23.5 Trademark Information. Unless expressly requested in writing, we reserve the right to have fair use of your company or organization’s name and logo in our promotional material.
23.6 Governing Law. This Agreement shall be governed by and construed in accordance with the laws of the State of Colorado without reference to its conflict or choice of law rules or principles. Customer hereby submits to the exclusive jurisdiction of the courts of the State of Colorado for any legal action arising out of this Agreement or the performance of the obligations hereunder or thereunder.
23.7 Counterparts. This Agreement may be executed in counterparts, each of which will be considered an original, but all of which together will constitute the same instrument.
23.8 Headings.

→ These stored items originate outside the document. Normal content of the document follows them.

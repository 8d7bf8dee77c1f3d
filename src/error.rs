//! CLI Error Types

use derive_more::{Display, Error};
use std::path::PathBuf;

/// A CLI error with automatic location tracking.
pub type Error = exn::Exn<ErrorKind>;
/// Result type alias for the CLI.
pub type Result<T> = std::result::Result<T, Error>;

#[derive(Debug, Display, Error)]
pub enum ErrorKind {
    /// Configuration file missing, unreadable, or not valid JSON.
    #[display("could not load configuration from {}", _0.display())]
    Config(#[error(not(source))] PathBuf),
    /// Configuration loaded but failed validation.
    #[display("invalid configuration: {_0}")]
    Invalid(#[error(not(source))] String),
    /// Snapshot construction failed.
    #[display("snapshot build failed")]
    Snapshot,
    /// Snapshot delivery failed.
    #[display("snapshot transfer failed")]
    Transfer,
}
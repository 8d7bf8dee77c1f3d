//! Local filesystem delivery.
//!
//! Copies the master archive into each configured destination directory via
//! `tokio::fs`. Destinations are created on demand and each copy is verified
//! by re-statting the expected destination path — existence is the sole
//! correctness check; there is no checksum comparison.

use crate::error::{ErrorKind, Result};
use dirsnap_snapshot::{EventLog, Level};
use exn::{OptionExt, ResultExt};
use std::path::{Path, PathBuf};
use tokio::fs;
use tracing::instrument;

/// Copy the master archive into every local destination, sequentially.
///
/// Destinations are independent, but processing is abort-on-first-failure:
/// a destination that cannot be prepared or verified stops the remaining
/// local transfers.
#[instrument(skip_all, fields(master = %master.display()))]
pub async fn transfer_local(master: &Path, destinations: &[PathBuf], log: &EventLog) -> Result<()> {
    for dest in destinations {
        deliver_to(master, dest, log).await?;
    }
    Ok(())
}

async fn deliver_to(master: &Path, dest: &Path, log: &EventLog) -> Result<()> {
    // create_dir_all tolerates the directory already existing (and the
    // create/create race); everything else is fatal for the run.
    fs::create_dir_all(dest).await.or_raise(|| ErrorKind::Destination(dest.to_path_buf()))?;

    log.log(Level::Info, format!("Transferring master archive to destination {}", dest.display()));
    let file_name = master.file_name().ok_or_raise(|| ErrorKind::MasterMissing(master.to_path_buf()))?;
    let target = dest.join(file_name);
    fs::copy(master, &target).await.map_err(ErrorKind::Io)?;
    preserve_mtime(master, &target);

    // The sole correctness check for local delivery: the file must be there.
    match fs::metadata(&target).await {
        Ok(meta) if meta.is_file() => {},
        _ => {
            log.log(Level::Error, format!("Error transferring master archive to destination {}", dest.display()));
            exn::bail!(ErrorKind::Unverified(dest.to_path_buf()));
        },
    }

    log.log(Level::Info, format!("Transfer to {} completed successfully", dest.display()));
    Ok(())
}

/// `fs::copy` carries permissions but not timestamps; re-apply the source
/// mtime so destination copies sort like the original. Best-effort, and a
/// cheap enough metadata call to do synchronously.
fn preserve_mtime(master: &Path, target: &Path) {
    let applied = std::fs::metadata(master)
        .and_then(|meta| meta.modified())
        .and_then(|modified| std::fs::File::options().write(true).open(target)?.set_modified(modified));
    if let Err(err) = applied {
        tracing::debug!(%err, "could not preserve mtime on destination copy");
    }
}
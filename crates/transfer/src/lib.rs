//! Master archive delivery.
//!
//! Takes a built [`Snapshot`](dirsnap_snapshot::Snapshot) and replicates its
//! master archive to the configured destinations:
//!
//! - **Local** — copy into each destination directory (created on demand),
//!   verified by re-statting the landed file.
//! - **Remote** — chunked multipart upload to each S3-compatible bucket,
//!   with bucket auto-creation, leftover-upload detection, and
//!   abort-on-failure so broken runs don't strand partial uploads.
//!
//! Both phases are sequential and abort-on-first-failure; the master archive
//! is deleted only after every destination has been attempted.

mod chunk;
mod deliver;
pub mod error;
mod local;
mod remote;

pub use crate::chunk::{Chunk, ChunkPlan, DEFAULT_CHUNK_SIZE};
pub use crate::deliver::deliver;
pub use crate::local::transfer_local;
pub use crate::remote::{ObjectStoreSettings, ObjectStoreTransfer, SessionState, UploadSession};
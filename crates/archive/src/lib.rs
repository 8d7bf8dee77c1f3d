//! Recursive directory archiving into gzip-compressed tarballs.
//!
//! This crate is the archiving utility behind the snapshot pipeline, built
//! on `tar` + `flate2` rather than shelling out to an external binary:
//!
//! - **Relative entries** — archives are built as if from within the source
//!   directory, so no absolute paths leak into the artifact
//!   ([`pack_subdir`]).
//! - **Whole-directory assembly** — the contents of a directory can be rolled
//!   into a single archive with no leading path component
//!   ([`pack_contents`]).
//! - **Inspection** — [`unpack`] and [`list_top_level`] exist for verifying
//!   artifacts; the pipeline itself only ever writes.
//!
//! All archives use the highest gzip level, prioritizing storage space over
//! speed.

pub mod error;
mod ops;

pub use crate::ops::{list_top_level, pack_contents, pack_subdir, unpack};

/// File name suffix of every archive this crate produces.
pub const ARCHIVE_SUFFIX: &str = "tar.gz";

/// The archive file name for a directory (or archive stem) called `stem`.
#[must_use]
pub fn archive_file_name(stem: &str) -> String {
    format!("{stem}.{ARCHIVE_SUFFIX}")
}

/// The stem of an archive file name, if it carries this crate's suffix.
///
/// ```
/// use dirsnap_archive::archive_stem;
/// assert_eq!(archive_stem("photos.tar.gz"), Some("photos"));
/// assert_eq!(archive_stem("photos.zip"), None);
/// ```
#[must_use]
pub fn archive_stem(file_name: &str) -> Option<&str> {
    file_name.strip_suffix(ARCHIVE_SUFFIX).and_then(|s| s.strip_suffix('.'))
}
//! Snapshot delivery orchestration.
//!
//! Runs the local phase, then the remote phase, then deletes the master
//! archive. Deletion happens only after both phases have run to completion:
//! a fatal failure partway through either phase leaves the master archive on
//! disk for manual recovery, while destinations that already received their
//! copy remain valid.

use crate::error::{ErrorKind, Result};
use crate::local::transfer_local;
use crate::remote::ObjectStoreTransfer;
use dirsnap_snapshot::{Level, Snapshot};
use exn::{OptionExt, ResultExt};
use tracing::instrument;

/// Deliver a built snapshot to every configured destination, then remove the
/// master archive.
///
/// `store` may be `None` when the snapshot has no bucket destinations; a
/// snapshot that *does* name buckets without an object-store client is a
/// configuration error.
#[instrument(skip_all, fields(run = %snapshot.run_name()))]
pub async fn deliver(snapshot: &Snapshot, store: Option<&ObjectStoreTransfer>) -> Result<()> {
    let log = snapshot.event_log();
    let master = snapshot
        .master_path()
        .ok_or_raise(|| ErrorKind::MasterMissing(snapshot.master_target_path()))?;

    let destinations = snapshot.destinations();
    transfer_local(master, &destinations.local, &log).await?;
    match (store, destinations.buckets.is_empty()) {
        (_, true) => {},
        (Some(store), false) => store.transfer(master, &destinations.buckets, &log).await?,
        (None, false) => exn::bail!(ErrorKind::MissingObjectStore),
    }

    log.log(Level::Info, "Removing master archive");
    tokio::fs::remove_file(master).await.or_raise(|| ErrorKind::MasterMissing(master.to_path_buf()))?;
    Ok(())
}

The subject headings of the articles and sections are for convenience only and shall not affect the construction or interpretation of any of its provisions.
23.9 Entire Agreement; Waiver. This Agreement sets forth the entire understanding and agreement of the parties, and supersedes any and all oral or written agreements or understandings between the parties, as to the subject matter of the Agreement. RandomPicker reserves the right to change the terms and conditions of this Agreement as needed and as shall be updated on the Site and www.randompicker.com/Info/Disclaimer.aspx, including, but not limited to, the right to change our subscription rates at any time. Use of the RandomPicker Services by Customer after any such changes constitutes acceptance of any new terms and conditions.
If you do not agree to the new terms and conditions, you may terminate this agreement in accordance with our cancellation policy. For changes in subscription rates, we will use reasonable commercial efforts to give thirty (30) days’ notice prior to changing subscription rates. The waiver of a breach of any provision of this Agreement will not operate or be interpreted as a waiver of any other or subsequent breach. In the event of a conflict between this Agreement and any other terms contained on the Site, this Agreement shall control. This Agreement sets forth the general terms and conditions applicable to all services provided by RandomPicker to Customer and no terms or conditions proposed by either party, including any purchase order submitted by Customer, shall be binding on the other party unless accepted in writing by both parties, and each party hereby objects to and rejects all terms and conditions not so accepted. Customer further understands and agrees to hereby waive any purchase order terms and conditions not expressly accepted in writing by signature representatives of both parties. Customer also understands and agrees that references to purchase orders on any services invoices or otherwise shall not constitute VeroMotion acceptance of purchase order terms and conditions. To the extent of any conflict between the provisions of this Agreement and the provisions of any purchase order, the provisions of this Agreement shall govern.
- Contracting Entity. Unless otherwise specified in relation to a particular Service, the Services are provided by, and you are contracting with, VeroMotion s.r.o., located at Karla Englise 3201/6, Prague 5, 15000, Czech Republic, Europe.
- Governing Law and Jurisdiction. Those terms are governed by the laws of the Czech Republic (without regard to its conflict of laws provisions). Except if prohibited by applicable law, each party submits to the exclusive jurisdiction of the courts of the city of Prague, Czech Republic.